## Task objective
The expected output is exactly the lines below, starting at the line with "let [nx, ny, nz]" and ending at the line with "let noise = SteerableNoise::new(config);", both included; no other line belongs in it.

## Material provided
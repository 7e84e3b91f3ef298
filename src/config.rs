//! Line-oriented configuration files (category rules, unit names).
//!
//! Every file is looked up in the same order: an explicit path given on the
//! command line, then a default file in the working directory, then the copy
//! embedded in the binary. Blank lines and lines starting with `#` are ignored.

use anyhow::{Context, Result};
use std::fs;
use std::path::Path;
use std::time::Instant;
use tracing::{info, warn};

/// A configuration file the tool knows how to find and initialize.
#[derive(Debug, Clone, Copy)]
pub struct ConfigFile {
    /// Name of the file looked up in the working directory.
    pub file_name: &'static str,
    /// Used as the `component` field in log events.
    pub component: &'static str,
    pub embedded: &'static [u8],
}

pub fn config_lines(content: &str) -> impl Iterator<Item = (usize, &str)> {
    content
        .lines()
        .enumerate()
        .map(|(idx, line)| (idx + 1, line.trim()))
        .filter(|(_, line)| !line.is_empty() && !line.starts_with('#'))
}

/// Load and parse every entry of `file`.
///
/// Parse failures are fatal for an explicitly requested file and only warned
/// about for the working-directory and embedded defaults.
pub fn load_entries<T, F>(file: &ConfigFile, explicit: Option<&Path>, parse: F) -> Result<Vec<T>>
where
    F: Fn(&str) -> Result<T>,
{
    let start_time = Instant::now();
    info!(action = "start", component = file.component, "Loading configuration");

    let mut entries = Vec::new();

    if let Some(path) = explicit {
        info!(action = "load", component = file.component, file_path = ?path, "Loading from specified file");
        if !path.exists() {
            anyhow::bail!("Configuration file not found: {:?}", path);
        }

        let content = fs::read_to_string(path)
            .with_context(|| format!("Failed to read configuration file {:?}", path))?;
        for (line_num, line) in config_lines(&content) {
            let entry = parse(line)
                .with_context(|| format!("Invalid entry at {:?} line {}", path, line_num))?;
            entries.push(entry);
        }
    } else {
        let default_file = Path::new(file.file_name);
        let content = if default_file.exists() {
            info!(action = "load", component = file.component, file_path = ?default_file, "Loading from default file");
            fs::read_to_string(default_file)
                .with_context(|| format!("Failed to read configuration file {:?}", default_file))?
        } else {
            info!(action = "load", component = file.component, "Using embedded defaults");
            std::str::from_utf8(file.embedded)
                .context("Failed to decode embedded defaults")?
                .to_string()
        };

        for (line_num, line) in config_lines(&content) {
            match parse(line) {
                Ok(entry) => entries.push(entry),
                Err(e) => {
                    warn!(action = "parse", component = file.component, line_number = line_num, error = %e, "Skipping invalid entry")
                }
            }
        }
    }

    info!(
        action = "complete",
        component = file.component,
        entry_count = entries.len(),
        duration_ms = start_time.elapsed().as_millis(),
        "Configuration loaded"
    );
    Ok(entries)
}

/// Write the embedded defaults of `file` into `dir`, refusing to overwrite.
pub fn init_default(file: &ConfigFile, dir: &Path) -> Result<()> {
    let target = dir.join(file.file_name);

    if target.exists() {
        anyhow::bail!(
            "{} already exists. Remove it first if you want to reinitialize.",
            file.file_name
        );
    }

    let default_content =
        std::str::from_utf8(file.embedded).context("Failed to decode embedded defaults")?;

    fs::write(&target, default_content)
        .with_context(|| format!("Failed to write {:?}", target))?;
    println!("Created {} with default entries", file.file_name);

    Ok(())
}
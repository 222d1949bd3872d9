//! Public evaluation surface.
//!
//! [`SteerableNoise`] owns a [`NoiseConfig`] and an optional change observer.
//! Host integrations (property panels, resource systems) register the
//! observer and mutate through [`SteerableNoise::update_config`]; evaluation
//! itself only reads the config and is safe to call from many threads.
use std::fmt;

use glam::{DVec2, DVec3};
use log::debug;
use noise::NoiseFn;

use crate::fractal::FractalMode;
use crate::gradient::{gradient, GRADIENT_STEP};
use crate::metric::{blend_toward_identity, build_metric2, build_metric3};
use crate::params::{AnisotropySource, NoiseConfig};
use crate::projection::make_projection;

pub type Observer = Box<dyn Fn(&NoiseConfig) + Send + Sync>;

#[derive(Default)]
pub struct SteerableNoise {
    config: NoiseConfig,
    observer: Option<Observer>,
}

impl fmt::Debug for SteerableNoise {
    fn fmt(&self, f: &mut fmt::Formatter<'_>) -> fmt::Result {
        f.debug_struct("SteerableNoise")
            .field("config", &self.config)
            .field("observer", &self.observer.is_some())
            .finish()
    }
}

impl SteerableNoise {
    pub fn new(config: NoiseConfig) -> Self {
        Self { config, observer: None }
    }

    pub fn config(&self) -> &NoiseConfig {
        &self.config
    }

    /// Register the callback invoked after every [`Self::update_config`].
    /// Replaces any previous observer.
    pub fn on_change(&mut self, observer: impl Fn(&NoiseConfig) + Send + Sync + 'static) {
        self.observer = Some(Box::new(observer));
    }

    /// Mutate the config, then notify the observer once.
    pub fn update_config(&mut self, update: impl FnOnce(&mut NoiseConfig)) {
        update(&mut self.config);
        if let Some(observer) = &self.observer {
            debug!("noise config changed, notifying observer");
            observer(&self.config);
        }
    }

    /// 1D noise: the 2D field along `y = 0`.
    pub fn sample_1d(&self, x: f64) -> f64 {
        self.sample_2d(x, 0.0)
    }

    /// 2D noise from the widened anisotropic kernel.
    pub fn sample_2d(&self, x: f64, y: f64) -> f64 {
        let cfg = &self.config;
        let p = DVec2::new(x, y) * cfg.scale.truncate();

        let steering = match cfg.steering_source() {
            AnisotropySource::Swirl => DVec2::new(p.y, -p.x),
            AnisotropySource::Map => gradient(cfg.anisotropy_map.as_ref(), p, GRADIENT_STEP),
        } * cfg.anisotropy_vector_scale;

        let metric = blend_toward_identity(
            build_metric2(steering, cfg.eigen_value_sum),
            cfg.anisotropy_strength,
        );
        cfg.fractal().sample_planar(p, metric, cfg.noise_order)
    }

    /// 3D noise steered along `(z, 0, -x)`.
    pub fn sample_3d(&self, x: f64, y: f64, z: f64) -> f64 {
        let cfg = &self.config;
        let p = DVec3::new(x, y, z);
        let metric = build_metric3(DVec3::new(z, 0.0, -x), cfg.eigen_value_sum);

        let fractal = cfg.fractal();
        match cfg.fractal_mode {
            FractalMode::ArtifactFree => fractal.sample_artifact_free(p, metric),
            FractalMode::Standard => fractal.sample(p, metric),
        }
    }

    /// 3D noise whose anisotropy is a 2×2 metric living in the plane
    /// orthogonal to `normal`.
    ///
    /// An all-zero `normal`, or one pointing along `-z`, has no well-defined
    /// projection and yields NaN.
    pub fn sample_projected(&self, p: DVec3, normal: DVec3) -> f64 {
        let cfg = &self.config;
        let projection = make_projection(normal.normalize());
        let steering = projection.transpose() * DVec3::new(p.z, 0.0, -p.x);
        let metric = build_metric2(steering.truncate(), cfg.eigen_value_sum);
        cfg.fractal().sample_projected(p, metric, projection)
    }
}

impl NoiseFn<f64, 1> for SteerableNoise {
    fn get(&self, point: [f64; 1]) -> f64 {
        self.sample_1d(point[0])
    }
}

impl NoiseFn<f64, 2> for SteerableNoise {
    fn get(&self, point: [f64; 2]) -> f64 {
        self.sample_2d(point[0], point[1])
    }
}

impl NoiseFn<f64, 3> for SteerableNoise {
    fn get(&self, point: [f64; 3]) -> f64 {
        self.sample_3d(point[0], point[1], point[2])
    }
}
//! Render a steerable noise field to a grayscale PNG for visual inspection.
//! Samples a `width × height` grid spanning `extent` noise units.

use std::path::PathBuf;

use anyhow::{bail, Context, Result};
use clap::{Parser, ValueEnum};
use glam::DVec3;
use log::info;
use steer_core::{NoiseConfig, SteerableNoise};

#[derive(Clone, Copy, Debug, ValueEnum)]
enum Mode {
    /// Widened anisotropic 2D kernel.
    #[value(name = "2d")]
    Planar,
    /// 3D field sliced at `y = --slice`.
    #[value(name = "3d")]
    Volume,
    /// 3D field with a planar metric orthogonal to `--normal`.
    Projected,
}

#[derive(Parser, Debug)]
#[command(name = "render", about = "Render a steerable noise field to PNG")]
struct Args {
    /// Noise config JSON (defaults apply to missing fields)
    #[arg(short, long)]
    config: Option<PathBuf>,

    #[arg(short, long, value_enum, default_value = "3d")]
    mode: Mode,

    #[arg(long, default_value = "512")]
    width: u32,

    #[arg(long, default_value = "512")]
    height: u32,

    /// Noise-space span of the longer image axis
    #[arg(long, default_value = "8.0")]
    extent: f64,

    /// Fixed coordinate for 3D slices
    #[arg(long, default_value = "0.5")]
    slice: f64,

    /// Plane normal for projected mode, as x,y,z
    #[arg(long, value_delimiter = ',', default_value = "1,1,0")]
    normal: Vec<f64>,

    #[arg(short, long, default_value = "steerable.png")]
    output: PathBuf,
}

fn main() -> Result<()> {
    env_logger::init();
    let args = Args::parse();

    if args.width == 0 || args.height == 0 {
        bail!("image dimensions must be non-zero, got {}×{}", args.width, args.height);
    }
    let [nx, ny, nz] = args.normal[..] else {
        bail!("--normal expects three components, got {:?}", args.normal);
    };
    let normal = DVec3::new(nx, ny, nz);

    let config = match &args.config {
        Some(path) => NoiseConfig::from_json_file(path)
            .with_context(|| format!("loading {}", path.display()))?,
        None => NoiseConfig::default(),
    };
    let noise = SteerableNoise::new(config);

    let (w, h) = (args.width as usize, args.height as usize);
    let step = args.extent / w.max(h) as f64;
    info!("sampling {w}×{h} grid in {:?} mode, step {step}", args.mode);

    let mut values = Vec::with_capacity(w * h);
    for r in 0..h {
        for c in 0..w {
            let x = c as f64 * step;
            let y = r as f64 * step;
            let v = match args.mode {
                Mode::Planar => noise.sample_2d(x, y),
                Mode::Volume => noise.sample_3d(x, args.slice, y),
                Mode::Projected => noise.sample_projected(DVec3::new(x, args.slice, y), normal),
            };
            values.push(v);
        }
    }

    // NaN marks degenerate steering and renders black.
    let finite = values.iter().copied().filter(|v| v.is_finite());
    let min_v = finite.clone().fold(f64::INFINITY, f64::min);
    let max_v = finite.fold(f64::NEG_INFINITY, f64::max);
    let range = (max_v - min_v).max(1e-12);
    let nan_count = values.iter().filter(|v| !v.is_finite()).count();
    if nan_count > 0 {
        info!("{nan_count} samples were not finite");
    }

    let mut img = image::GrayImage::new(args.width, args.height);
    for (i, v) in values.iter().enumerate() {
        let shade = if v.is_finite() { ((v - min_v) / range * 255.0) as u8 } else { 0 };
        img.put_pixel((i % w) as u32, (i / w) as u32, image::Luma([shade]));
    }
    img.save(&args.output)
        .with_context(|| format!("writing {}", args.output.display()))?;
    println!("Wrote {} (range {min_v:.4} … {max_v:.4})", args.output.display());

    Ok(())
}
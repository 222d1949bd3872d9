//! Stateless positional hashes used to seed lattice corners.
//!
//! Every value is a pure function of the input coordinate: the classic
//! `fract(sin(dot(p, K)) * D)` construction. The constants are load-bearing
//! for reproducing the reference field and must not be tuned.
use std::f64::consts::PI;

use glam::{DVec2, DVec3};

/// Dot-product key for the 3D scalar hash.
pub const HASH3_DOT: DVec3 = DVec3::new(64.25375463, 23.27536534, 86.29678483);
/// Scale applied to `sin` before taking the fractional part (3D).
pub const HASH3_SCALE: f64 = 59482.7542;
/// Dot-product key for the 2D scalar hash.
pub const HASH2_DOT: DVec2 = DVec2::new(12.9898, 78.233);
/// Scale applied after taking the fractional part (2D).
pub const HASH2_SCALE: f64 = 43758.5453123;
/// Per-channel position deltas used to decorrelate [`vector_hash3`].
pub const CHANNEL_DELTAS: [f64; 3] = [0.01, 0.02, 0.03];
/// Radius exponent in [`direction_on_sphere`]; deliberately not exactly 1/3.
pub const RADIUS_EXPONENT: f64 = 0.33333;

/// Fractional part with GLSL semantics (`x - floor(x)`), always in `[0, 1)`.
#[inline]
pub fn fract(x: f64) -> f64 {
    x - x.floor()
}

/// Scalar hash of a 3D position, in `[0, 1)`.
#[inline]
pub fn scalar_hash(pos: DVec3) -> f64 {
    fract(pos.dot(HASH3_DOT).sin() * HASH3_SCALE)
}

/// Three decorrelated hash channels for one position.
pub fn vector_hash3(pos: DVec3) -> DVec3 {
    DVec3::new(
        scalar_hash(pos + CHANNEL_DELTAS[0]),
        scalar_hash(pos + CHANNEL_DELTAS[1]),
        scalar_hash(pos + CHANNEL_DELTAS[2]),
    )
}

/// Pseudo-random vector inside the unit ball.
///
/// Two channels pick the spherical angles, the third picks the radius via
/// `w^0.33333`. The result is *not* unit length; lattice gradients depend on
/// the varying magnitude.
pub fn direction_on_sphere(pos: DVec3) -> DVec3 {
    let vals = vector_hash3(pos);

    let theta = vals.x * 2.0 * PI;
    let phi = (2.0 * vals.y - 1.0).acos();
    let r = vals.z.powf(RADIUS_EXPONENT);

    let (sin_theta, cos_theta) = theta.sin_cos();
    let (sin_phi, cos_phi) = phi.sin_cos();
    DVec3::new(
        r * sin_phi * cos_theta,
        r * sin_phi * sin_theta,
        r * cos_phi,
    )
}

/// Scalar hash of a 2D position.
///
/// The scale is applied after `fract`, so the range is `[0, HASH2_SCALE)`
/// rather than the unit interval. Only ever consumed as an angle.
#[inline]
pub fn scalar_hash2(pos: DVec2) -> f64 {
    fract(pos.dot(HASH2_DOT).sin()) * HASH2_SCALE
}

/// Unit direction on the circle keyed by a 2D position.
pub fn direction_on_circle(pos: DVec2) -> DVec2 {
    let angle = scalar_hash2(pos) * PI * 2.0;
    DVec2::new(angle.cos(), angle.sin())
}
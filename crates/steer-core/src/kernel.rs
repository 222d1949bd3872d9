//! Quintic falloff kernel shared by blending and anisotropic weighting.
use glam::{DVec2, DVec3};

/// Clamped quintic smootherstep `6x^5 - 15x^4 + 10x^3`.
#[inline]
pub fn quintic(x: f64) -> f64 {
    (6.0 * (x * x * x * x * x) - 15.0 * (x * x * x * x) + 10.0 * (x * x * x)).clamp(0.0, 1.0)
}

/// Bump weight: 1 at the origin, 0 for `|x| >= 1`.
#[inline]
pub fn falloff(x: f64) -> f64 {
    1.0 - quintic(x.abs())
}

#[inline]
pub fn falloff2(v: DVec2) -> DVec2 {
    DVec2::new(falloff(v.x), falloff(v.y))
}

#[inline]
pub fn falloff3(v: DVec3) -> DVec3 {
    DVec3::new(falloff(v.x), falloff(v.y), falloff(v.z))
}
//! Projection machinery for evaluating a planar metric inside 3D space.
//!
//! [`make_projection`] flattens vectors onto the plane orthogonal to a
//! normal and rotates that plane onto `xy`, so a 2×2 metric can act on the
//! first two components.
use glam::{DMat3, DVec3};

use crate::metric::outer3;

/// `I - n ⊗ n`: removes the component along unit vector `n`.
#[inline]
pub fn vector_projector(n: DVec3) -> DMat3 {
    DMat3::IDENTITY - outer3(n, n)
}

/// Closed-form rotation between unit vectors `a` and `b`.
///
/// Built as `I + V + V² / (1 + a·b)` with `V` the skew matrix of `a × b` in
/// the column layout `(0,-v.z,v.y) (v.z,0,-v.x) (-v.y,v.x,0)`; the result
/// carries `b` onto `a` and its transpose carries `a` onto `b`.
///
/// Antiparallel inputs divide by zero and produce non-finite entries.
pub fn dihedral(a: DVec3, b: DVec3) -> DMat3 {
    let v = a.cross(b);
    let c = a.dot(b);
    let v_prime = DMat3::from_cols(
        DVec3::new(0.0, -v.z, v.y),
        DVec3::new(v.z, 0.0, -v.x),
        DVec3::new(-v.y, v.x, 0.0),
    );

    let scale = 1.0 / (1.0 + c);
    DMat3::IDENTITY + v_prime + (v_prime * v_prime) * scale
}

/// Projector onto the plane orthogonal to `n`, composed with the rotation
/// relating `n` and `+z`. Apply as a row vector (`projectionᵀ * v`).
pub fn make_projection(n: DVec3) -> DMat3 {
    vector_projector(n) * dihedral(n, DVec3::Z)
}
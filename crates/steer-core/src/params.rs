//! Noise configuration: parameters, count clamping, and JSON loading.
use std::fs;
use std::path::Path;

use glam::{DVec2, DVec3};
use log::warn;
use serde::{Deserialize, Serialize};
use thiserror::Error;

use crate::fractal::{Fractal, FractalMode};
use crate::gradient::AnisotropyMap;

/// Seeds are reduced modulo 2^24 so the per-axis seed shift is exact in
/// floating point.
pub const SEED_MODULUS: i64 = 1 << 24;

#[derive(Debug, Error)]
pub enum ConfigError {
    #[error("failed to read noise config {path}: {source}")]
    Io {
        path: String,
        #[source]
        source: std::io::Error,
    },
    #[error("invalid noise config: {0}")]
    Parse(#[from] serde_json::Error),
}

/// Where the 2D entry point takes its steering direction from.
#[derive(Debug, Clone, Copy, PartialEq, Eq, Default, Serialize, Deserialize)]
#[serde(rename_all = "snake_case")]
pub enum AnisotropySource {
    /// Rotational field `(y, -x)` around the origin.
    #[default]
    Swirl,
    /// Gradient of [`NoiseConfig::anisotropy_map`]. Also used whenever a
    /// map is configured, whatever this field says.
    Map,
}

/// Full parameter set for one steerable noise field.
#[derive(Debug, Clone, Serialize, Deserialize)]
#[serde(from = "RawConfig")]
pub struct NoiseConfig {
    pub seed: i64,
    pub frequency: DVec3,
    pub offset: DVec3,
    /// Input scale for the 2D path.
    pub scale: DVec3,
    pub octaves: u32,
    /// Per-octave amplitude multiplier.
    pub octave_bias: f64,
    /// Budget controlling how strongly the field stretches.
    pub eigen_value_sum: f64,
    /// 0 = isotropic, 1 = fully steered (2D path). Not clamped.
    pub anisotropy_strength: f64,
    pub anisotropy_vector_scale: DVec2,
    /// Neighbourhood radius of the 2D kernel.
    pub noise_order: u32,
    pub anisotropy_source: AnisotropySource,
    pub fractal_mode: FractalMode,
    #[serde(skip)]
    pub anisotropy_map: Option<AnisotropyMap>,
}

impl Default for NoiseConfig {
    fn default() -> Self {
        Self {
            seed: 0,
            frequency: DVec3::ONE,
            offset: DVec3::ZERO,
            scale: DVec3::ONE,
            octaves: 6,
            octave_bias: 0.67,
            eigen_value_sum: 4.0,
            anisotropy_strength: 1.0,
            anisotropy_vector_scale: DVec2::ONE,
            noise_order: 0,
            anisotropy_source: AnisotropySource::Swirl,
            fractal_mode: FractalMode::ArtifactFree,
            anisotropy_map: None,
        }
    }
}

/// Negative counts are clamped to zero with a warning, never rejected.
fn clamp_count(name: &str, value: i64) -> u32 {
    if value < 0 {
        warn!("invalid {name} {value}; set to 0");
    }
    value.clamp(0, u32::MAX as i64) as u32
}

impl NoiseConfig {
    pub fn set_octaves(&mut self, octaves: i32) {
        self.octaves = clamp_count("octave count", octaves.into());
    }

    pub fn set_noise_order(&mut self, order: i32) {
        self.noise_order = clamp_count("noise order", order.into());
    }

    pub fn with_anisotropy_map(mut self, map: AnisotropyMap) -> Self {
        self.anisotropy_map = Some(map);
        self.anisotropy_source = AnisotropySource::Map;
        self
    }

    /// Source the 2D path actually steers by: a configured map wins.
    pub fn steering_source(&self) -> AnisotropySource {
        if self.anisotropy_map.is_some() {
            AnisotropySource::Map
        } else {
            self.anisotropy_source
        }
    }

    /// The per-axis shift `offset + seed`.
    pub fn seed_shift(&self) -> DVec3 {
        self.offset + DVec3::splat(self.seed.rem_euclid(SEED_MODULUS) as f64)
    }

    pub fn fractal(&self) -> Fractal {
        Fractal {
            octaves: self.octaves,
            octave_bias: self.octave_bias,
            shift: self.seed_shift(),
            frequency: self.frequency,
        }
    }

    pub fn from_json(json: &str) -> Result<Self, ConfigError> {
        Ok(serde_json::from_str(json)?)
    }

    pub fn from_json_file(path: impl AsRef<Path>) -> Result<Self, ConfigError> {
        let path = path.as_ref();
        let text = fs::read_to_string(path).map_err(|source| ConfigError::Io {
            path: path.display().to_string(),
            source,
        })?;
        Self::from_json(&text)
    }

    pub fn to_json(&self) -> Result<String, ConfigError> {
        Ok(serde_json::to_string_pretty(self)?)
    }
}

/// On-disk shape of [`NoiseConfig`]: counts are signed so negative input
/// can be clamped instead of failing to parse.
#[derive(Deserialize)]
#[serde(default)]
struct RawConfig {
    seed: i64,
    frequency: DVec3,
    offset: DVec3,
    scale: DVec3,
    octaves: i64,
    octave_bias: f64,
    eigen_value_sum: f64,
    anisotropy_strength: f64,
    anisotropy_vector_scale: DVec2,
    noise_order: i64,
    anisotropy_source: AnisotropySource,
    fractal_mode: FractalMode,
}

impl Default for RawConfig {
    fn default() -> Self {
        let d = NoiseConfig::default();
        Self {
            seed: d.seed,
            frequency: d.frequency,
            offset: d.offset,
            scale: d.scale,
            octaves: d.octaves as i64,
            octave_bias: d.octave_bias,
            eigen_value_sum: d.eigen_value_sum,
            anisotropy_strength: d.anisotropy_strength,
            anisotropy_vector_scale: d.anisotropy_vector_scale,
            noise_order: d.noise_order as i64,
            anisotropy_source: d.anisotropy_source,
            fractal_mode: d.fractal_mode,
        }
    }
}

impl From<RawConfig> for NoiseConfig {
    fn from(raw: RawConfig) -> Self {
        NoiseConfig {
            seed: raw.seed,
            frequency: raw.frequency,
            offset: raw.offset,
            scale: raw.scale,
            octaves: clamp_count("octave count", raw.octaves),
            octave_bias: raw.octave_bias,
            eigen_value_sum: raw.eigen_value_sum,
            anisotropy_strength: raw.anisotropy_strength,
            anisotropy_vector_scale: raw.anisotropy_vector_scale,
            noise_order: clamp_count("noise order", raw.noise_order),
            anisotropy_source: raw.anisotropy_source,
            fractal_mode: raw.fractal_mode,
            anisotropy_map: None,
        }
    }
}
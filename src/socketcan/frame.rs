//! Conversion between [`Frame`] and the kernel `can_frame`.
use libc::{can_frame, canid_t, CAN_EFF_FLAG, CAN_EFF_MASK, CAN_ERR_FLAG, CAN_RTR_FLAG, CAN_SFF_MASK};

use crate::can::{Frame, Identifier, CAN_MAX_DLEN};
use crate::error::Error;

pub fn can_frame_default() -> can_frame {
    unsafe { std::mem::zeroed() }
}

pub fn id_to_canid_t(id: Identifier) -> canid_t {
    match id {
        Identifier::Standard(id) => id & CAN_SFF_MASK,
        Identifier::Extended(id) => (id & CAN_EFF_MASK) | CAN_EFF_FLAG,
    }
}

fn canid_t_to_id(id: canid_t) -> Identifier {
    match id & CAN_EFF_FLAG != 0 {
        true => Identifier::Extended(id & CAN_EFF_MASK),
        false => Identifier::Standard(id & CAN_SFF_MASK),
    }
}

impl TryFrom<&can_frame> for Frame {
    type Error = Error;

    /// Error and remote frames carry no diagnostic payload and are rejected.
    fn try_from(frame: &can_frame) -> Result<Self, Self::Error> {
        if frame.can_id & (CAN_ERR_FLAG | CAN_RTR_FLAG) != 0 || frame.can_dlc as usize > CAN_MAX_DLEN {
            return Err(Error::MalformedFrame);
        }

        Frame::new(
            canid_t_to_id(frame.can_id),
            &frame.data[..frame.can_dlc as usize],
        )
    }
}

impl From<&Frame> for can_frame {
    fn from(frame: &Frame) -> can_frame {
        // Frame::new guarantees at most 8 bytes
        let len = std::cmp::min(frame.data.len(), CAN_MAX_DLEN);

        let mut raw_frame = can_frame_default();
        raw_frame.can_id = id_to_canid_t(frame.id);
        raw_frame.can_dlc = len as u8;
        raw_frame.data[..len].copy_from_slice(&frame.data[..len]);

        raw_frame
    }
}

## Answer below
    let [nx, ny, nz] = args.normal[..] else {
        bail!("--normal expects three components, got {:?}", args.normal);
    };
    let normal = DVec3::new(nx, ny, nz);

    let config = match &args.config {
        Some(path) => NoiseConfig::from_json_file(path)
            .with_context(|| format!("loading {}", path.display()))?,
        None => NoiseConfig::default(),
    };
    let noise = SteerableNoise::new(config);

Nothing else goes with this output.